Josep Maria Ventura i Casas (Alcalá la Real (Jaén), 1817 – Figueres (Catalonia), 1875), popularly known as Pep Ventura, was a Spanish musician and composer from Catalonia who consolidated the long sardana and reformed the cobla, adding instruments to give it its current formation.

He is considered the father of the modern Sardana by the profound transformation that he printed to these compositions, based on giving it greater musical extension, in the inclusion of new instruments, especially the tenora (instrument creation of Andreu Turon) from 1849 and its arrangement in the cobla, which will imitate another musical formations of this type. His performance before the Queen Isabella II of Spain in the Monastery of Montserrat together with other artists of the Renaixença consecrated him as a figure in the Catalan cultural world.

==Life==
Ventura's family came from the Catalan region of Empordà.
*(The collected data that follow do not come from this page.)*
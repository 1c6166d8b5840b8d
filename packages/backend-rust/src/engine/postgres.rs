//! Postgres [`RelationalEngine`] on `sqlx`.
//!
//! Rows travel as JSON in both directions: inserts and updates bind one
//! `jsonb` object and expand it with `jsonb_populate_record`, reads return
//! `to_jsonb(t.*)`. Table and column names come from the relational model,
//! whose identifiers are validated when the model is built.

use std::fmt::Write as _;
use std::sync::atomic::{AtomicU64, Ordering};
use std::sync::Arc;

use async_trait::async_trait;
use dashmap::DashMap;
use relstore_core::{
    ColumnSpec, ColumnType, CompareOp, Direction, Filter, Object, OrderBy, RelationalModel,
    TableSpec, TransactionId, Value,
};
use sqlx::postgres::{PgPool, PgPoolOptions, Postgres};
use sqlx::types::Json;
use sqlx::Transaction;
use tokio::sync::Mutex;
use tracing::{debug, info};

use super::RelationalEngine;

#[derive(Debug, thiserror::Error, PartialEq, Eq)]
pub enum PostgresEngineError {
    #[error("column {table}.{column} does not exist")]
    UnknownColumn { table: String, column: String },

    #[error("transaction {id} is not active")]
    UnknownTransaction { id: TransactionId },
}

/// SQL text plus its positional `jsonb` parameters.
#[derive(Debug, Clone, PartialEq)]
pub struct Statement {
    pub sql: String,
    pub params: Vec<Value>,
}

impl Statement {
    fn new(sql: String) -> Self {
        Self {
            sql,
            params: Vec::new(),
        }
    }

    /// Appends a parameter and returns its placeholder (`$n`).
    fn param(&mut self, value: Value) -> String {
        self.params.push(value);
        format!("${}", self.params.len())
    }
}

fn quote(identifier: &str) -> String {
    format!("\"{identifier}\"")
}

fn column_sql_type(column: &ColumnSpec) -> &'static str {
    match column.column_type {
        ColumnType::Integer if column.auto_increment => "SERIAL",
        ColumnType::Integer => "INTEGER",
        ColumnType::Text => "TEXT",
        ColumnType::Json => "JSONB",
        ColumnType::Date => "TIMESTAMPTZ",
        ColumnType::Float => "DOUBLE PRECISION",
        ColumnType::String => "VARCHAR(255)",
        ColumnType::Boolean => "BOOLEAN",
    }
}

/// `CREATE TABLE IF NOT EXISTS` for one table.
#[must_use]
pub fn create_table_sql(table: &TableSpec) -> String {
    let columns: Vec<String> = table
        .columns
        .iter()
        .map(|column| {
            let mut def = format!("{} {}", quote(&column.name), column_sql_type(column));
            if column.primary_key {
                def.push_str(" PRIMARY KEY");
            } else if !column.nullable {
                def.push_str(" NOT NULL");
            }
            if let Some(reference) = &column.references {
                let _ = write!(
                    def,
                    " REFERENCES {} ({})",
                    quote(&reference.table),
                    quote(&reference.column)
                );
            }
            def
        })
        .collect();
    format!(
        "CREATE TABLE IF NOT EXISTS {} ({})",
        quote(&table.name),
        columns.join(", ")
    )
}

fn where_clause(
    table: &TableSpec,
    filter: &Filter,
    statement: &mut Statement,
) -> Result<String, PostgresEngineError> {
    if filter.is_empty() {
        return Ok(String::new());
    }
    let mut parts = Vec::with_capacity(filter.conditions.len());
    for condition in &filter.conditions {
        known_column(table, &condition.field)?;
        let lhs = format!("(to_jsonb(t.*) -> '{}')", condition.field);
        let placeholder = statement.param(condition.value.clone());
        let part = match condition.op {
            CompareOp::In => format!("{lhs} IN (SELECT jsonb_array_elements({placeholder}))"),
            op => format!("{lhs} {} {placeholder}", op.sql()),
        };
        parts.push(part);
    }
    Ok(format!(" WHERE {}", parts.join(" AND ")))
}

fn known_column(table: &TableSpec, column: &str) -> Result<(), PostgresEngineError> {
    if table.has_column(column) {
        Ok(())
    } else {
        Err(PostgresEngineError::UnknownColumn {
            table: table.name.clone(),
            column: column.to_string(),
        })
    }
}

/// Values restricted to the table's columns. A null auto-increment key is
/// dropped so the sequence assigns one.
fn writable_values(table: &TableSpec, values: Object) -> Object {
    values
        .into_iter()
        .filter(|(name, value)| match table.column(name) {
            Some(column) => !(column.auto_increment && value.is_null()),
            None => false,
        })
        .collect()
}

#[must_use]
pub fn insert_statement(table: &TableSpec, values: Object) -> Statement {
    let values = writable_values(table, values);
    let name = quote(&table.name);
    if values.is_empty() {
        return Statement::new(format!(
            "INSERT INTO {name} AS t DEFAULT VALUES RETURNING to_jsonb(t.*)"
        ));
    }
    let columns: Vec<String> = values.keys().map(|c| quote(c)).collect();
    let selected: Vec<String> = values.keys().map(|c| format!("r.{}", quote(c))).collect();
    let mut statement = Statement::new(String::new());
    let placeholder = statement.param(Value::Object(values));
    statement.sql = format!(
        "INSERT INTO {name} AS t ({}) SELECT {} FROM jsonb_populate_record(NULL::{name}, {placeholder}) AS r RETURNING to_jsonb(t.*)",
        columns.join(", "),
        selected.join(", "),
    );
    statement
}

/// # Errors
///
/// Fails when the filter or ordering names a column the table lacks.
pub fn select_statement(
    table: &TableSpec,
    filter: &Filter,
    order: &[OrderBy],
    limit: Option<u64>,
) -> Result<Statement, PostgresEngineError> {
    let mut statement = Statement::new(String::new());
    let mut sql = format!("SELECT to_jsonb(t.*) FROM {} AS t", quote(&table.name));
    sql.push_str(&where_clause(table, filter, &mut statement)?);
    if !order.is_empty() {
        let mut keys = Vec::with_capacity(order.len());
        for key in order {
            known_column(table, &key.field)?;
            let direction = match key.direction {
                Direction::Asc => "ASC NULLS FIRST",
                Direction::Desc => "DESC NULLS LAST",
            };
            keys.push(format!("t.{} {direction}", quote(&key.field)));
        }
        let _ = write!(sql, " ORDER BY {}", keys.join(", "));
    }
    if let Some(limit) = limit {
        let _ = write!(sql, " LIMIT {limit}");
    }
    statement.sql = sql;
    Ok(statement)
}

/// Returns `None` when none of `values` maps to a column.
///
/// # Errors
///
/// Fails when the filter names a column the table lacks.
pub fn update_statement(
    table: &TableSpec,
    values: Object,
    filter: &Filter,
) -> Result<Option<Statement>, PostgresEngineError> {
    let values = writable_values(table, values);
    if values.is_empty() {
        return Ok(None);
    }
    let assignments: Vec<String> = values
        .keys()
        .map(|c| format!("{} = r.{}", quote(c), quote(c)))
        .collect();
    let name = quote(&table.name);
    let mut statement = Statement::new(String::new());
    let placeholder = statement.param(Value::Object(values));
    let mut sql = format!(
        "UPDATE {name} AS t SET {} FROM jsonb_populate_record(NULL::{name}, {placeholder}) AS r",
        assignments.join(", "),
    );
    sql.push_str(&where_clause(table, filter, &mut statement)?);
    statement.sql = sql;
    Ok(Some(statement))
}

/// # Errors
///
/// Fails when the filter names a column the table lacks.
pub fn delete_statement(table: &TableSpec, filter: &Filter) -> Result<Statement, PostgresEngineError> {
    let mut statement = Statement::new(String::new());
    let mut sql = format!("DELETE FROM {} AS t", quote(&table.name));
    sql.push_str(&where_clause(table, filter, &mut statement)?);
    statement.sql = sql;
    Ok(statement)
}

/// # Errors
///
/// Fails when the filter names a column the table lacks.
pub fn count_statement(table: &TableSpec, filter: &Filter) -> Result<Statement, PostgresEngineError> {
    let mut statement = Statement::new(String::new());
    let mut sql = format!("SELECT COUNT(*) FROM {} AS t", quote(&table.name));
    sql.push_str(&where_clause(table, filter, &mut statement)?);
    statement.sql = sql;
    Ok(statement)
}

type TransactionHandle = Arc<Mutex<Option<Transaction<'static, Postgres>>>>;

/// Relational engine backed by a Postgres connection pool.
pub struct PostgresEngine {
    pool: PgPool,
    transactions: DashMap<u64, TransactionHandle>,
    next_transaction: AtomicU64,
    log_statements: bool,
}

impl PostgresEngine {
    #[must_use]
    pub fn new(pool: PgPool, log_statements: bool) -> Self {
        Self {
            pool,
            transactions: DashMap::new(),
            next_transaction: AtomicU64::new(1),
            log_statements,
        }
    }

    /// Opens a pool against `url`.
    ///
    /// # Errors
    ///
    /// Fails if the initial connection cannot be established.
    pub async fn connect(url: &str, max_connections: u32, log_statements: bool) -> anyhow::Result<Self> {
        let pool = PgPoolOptions::new()
            .max_connections(max_connections)
            .connect(url)
            .await?;
        Ok(Self::new(pool, log_statements))
    }

    fn handle(&self, id: TransactionId) -> Result<TransactionHandle, PostgresEngineError> {
        self.transactions
            .get(&id.get())
            .map(|entry| Arc::clone(entry.value()))
            .ok_or(PostgresEngineError::UnknownTransaction { id })
    }

    fn trace(&self, statement: &Statement) {
        if self.log_statements {
            debug!(sql = %statement.sql, params = statement.params.len(), "executing statement");
        }
    }

    async fn fetch_rows(
        &self,
        statement: &Statement,
        txn: Option<TransactionId>,
    ) -> anyhow::Result<Vec<Object>> {
        self.trace(statement);
        let mut query = sqlx::query_scalar::<_, Json<Value>>(&statement.sql);
        for param in &statement.params {
            query = query.bind(Json(param.clone()));
        }
        let rows = match txn {
            Some(id) => {
                let handle = self.handle(id)?;
                let mut guard = handle.lock().await;
                let tx = guard
                    .as_mut()
                    .ok_or(PostgresEngineError::UnknownTransaction { id })?;
                query.fetch_all(&mut **tx).await?
            }
            None => query.fetch_all(&self.pool).await?,
        };
        Ok(rows
            .into_iter()
            .filter_map(|Json(row)| match row {
                Value::Object(object) => Some(object),
                _ => None,
            })
            .collect())
    }

    async fn fetch_count(&self, statement: &Statement, txn: Option<TransactionId>) -> anyhow::Result<u64> {
        self.trace(statement);
        let mut query = sqlx::query_scalar::<_, i64>(&statement.sql);
        for param in &statement.params {
            query = query.bind(Json(param.clone()));
        }
        let count = match txn {
            Some(id) => {
                let handle = self.handle(id)?;
                let mut guard = handle.lock().await;
                let tx = guard
                    .as_mut()
                    .ok_or(PostgresEngineError::UnknownTransaction { id })?;
                query.fetch_one(&mut **tx).await?
            }
            None => query.fetch_one(&self.pool).await?,
        };
        Ok(u64::try_from(count)?)
    }

    async fn execute(&self, statement: &Statement, txn: Option<TransactionId>) -> anyhow::Result<u64> {
        self.trace(statement);
        let mut query = sqlx::query(&statement.sql);
        for param in &statement.params {
            query = query.bind(Json(param.clone()));
        }
        let result = match txn {
            Some(id) => {
                let handle = self.handle(id)?;
                let mut guard = handle.lock().await;
                let tx = guard
                    .as_mut()
                    .ok_or(PostgresEngineError::UnknownTransaction { id })?;
                query.execute(&mut **tx).await?
            }
            None => query.execute(&self.pool).await?,
        };
        Ok(result.rows_affected())
    }

    async fn finish(&self, id: TransactionId, commit: bool) -> anyhow::Result<()> {
        let (_, handle) = self
            .transactions
            .remove(&id.get())
            .ok_or(PostgresEngineError::UnknownTransaction { id })?;
        let tx = handle
            .lock()
            .await
            .take()
            .ok_or(PostgresEngineError::UnknownTransaction { id })?;
        if commit {
            tx.commit().await?;
        } else {
            tx.rollback().await?;
        }
        Ok(())
    }
}

#[async_trait]
impl RelationalEngine for PostgresEngine {
    fn name(&self) -> &'static str {
        "postgres"
    }

    async fn sync(&self, model: &RelationalModel) -> anyhow::Result<()> {
        for table in model.creation_order() {
            let statement = Statement::new(create_table_sql(table));
            self.execute(&statement, None).await?;
            info!(table = %table.name, "ensured table");
        }
        Ok(())
    }

    async fn begin(&self) -> anyhow::Result<TransactionId> {
        let tx = self.pool.begin().await?;
        let id = TransactionId::new(self.next_transaction.fetch_add(1, Ordering::Relaxed));
        self.transactions.insert(id.get(), Arc::new(Mutex::new(Some(tx))));
        Ok(id)
    }

    async fn commit(&self, txn: TransactionId) -> anyhow::Result<()> {
        self.finish(txn, true).await
    }

    async fn rollback(&self, txn: TransactionId) -> anyhow::Result<()> {
        self.finish(txn, false).await
    }

    fn abandon(&self, txn: TransactionId) {
        // sqlx rolls back a dropped transaction when its connection returns to the pool.
        if self.transactions.remove(&txn.get()).is_some() {
            debug!(txn = %txn, "abandoned postgres transaction");
        }
    }

    async fn create(
        &self,
        table: &TableSpec,
        values: Object,
        txn: Option<TransactionId>,
    ) -> anyhow::Result<Object> {
        let statement = insert_statement(table, values);
        self.fetch_rows(&statement, txn)
            .await?
            .into_iter()
            .next()
            .ok_or_else(|| anyhow::anyhow!("insert into {} returned no row", table.name))
    }

    async fn find_all(
        &self,
        table: &TableSpec,
        filter: &Filter,
        order: &[OrderBy],
        limit: Option<u64>,
        txn: Option<TransactionId>,
    ) -> anyhow::Result<Vec<Object>> {
        let statement = select_statement(table, filter, order, limit)?;
        self.fetch_rows(&statement, txn).await
    }

    async fn update(
        &self,
        table: &TableSpec,
        values: Object,
        filter: &Filter,
        txn: Option<TransactionId>,
    ) -> anyhow::Result<u64> {
        match update_statement(table, values, filter)? {
            Some(statement) => self.execute(&statement, txn).await,
            None => Ok(0),
        }
    }

    async fn destroy(
        &self,
        table: &TableSpec,
        filter: &Filter,
        txn: Option<TransactionId>,
    ) -> anyhow::Result<u64> {
        let statement = delete_statement(table, filter)?;
        self.execute(&statement, txn).await
    }

    async fn count(
        &self,
        table: &TableSpec,
        filter: &Filter,
        txn: Option<TransactionId>,
    ) -> anyhow::Result<u64> {
        let statement = count_statement(table, filter)?;
        self.fetch_count(&statement, txn).await
    }
}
He was born in Andalusia, where his father, a low-ranking military officer, was assigned to participate in the operations of repression of banditry that followed the War of Spanish Independence. At the age of two years, the family moved again to Catalonia, to the Gironan town of Roses in 1819, when the father was assigned to that city. The boy was soon left an orphan and went to live with his paternal grandfather. He learned the office of tailor and notions of solfège from his future father-in-law, Joan Llandrich, director of the cobla that bore his name. Around 1848, Ventura inherited the direction of the Llanrich cobla.

Ventura considered the sardana form too limited, always 98 measures and hardly two minutes in length, emerging as an important figure in the period of innovation of the sardana with an unlimited number of measures (long sardanes) in opposition to the traditional, short sardana.

He altered the composition of the cobla, which he likewise considered too limited, transforming the archaic cobla de tres quartans (bagpipes, shawm, flabiol and tambori) into a formation that was initially composed of five or seven musicians but which progressively incorporated brass instruments. He organized the woodwind and brass instruments into two rows, headed by a double bass. Other cobles adopted this model, which has endured with only small changes.

Ventura died in 1875 in Figueres, leaving his mark on Catalan musical culture.
His melodies, arranged by masters like Pujol, Nicolau, and Lluís Albert, have made Pep Ventura immortal. He left 312 long sardanes, many of them untitled, and many short sardanes and choral compositions. His opus of 550 pieces is conserved, in Ventura's originally handwriting, in the archives of the Orfeó Català. There is a small street named after him in Barcelona, as well as a subway stop, presumably because of this achievement.